Copy out, unchanged, every line from the start of the records to the line that contains "work and the", and stop there.

[Stored data entries]
_____

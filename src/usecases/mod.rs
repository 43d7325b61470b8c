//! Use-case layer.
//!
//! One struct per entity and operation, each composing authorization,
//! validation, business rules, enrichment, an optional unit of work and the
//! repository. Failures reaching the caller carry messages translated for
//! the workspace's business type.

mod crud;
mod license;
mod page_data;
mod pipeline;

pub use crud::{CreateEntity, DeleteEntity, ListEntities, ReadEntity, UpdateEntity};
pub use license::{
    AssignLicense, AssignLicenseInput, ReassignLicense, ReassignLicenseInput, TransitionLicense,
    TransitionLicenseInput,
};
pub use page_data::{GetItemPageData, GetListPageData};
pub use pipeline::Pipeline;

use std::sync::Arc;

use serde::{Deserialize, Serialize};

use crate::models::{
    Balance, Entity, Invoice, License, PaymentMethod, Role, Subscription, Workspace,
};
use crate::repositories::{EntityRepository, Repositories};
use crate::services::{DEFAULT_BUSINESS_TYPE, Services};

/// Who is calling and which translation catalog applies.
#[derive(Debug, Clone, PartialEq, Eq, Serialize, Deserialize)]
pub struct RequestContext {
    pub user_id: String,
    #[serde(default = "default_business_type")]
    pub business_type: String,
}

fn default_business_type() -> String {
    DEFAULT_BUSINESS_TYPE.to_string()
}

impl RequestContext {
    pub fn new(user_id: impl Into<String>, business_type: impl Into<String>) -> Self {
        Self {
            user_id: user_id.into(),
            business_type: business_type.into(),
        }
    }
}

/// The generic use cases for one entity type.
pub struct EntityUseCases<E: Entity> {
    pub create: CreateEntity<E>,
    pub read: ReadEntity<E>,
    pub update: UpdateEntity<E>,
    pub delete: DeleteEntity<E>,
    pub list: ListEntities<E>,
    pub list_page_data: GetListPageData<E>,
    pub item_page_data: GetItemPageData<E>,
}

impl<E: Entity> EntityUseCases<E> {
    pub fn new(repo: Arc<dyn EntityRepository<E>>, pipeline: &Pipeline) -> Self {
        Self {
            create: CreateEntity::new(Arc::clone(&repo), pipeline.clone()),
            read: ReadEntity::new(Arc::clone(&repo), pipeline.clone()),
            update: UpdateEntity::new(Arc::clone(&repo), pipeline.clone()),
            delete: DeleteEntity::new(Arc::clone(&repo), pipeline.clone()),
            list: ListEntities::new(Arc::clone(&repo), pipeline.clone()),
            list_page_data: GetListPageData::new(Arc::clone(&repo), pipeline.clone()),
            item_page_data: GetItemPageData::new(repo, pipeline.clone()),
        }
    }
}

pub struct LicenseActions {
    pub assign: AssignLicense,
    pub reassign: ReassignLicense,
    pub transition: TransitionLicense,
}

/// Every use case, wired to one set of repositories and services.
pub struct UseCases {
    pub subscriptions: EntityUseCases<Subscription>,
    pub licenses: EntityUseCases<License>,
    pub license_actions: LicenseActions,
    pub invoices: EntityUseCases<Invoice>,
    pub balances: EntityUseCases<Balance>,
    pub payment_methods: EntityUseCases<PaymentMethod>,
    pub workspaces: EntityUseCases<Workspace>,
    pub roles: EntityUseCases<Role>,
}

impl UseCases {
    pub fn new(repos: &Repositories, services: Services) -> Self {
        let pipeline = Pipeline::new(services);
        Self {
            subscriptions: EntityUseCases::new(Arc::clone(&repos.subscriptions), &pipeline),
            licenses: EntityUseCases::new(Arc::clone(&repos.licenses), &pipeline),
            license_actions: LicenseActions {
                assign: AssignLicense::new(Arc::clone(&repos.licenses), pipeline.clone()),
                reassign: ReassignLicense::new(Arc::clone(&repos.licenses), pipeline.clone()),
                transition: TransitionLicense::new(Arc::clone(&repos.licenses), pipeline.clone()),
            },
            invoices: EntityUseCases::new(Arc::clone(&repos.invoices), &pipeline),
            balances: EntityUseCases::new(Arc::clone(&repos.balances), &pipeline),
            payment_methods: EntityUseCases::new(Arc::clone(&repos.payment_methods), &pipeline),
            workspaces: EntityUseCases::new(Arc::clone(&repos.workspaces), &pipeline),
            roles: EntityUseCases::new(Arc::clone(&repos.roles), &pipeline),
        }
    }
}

_____

## Reply to the task
filename src/usecases/mod.rs
repository 43d7325b61470b8c
//! Use-case layer.
//!
//! One struct per entity and operation, each composing authorization,
//! validation, business rules, enrichment, an optional unit of work and the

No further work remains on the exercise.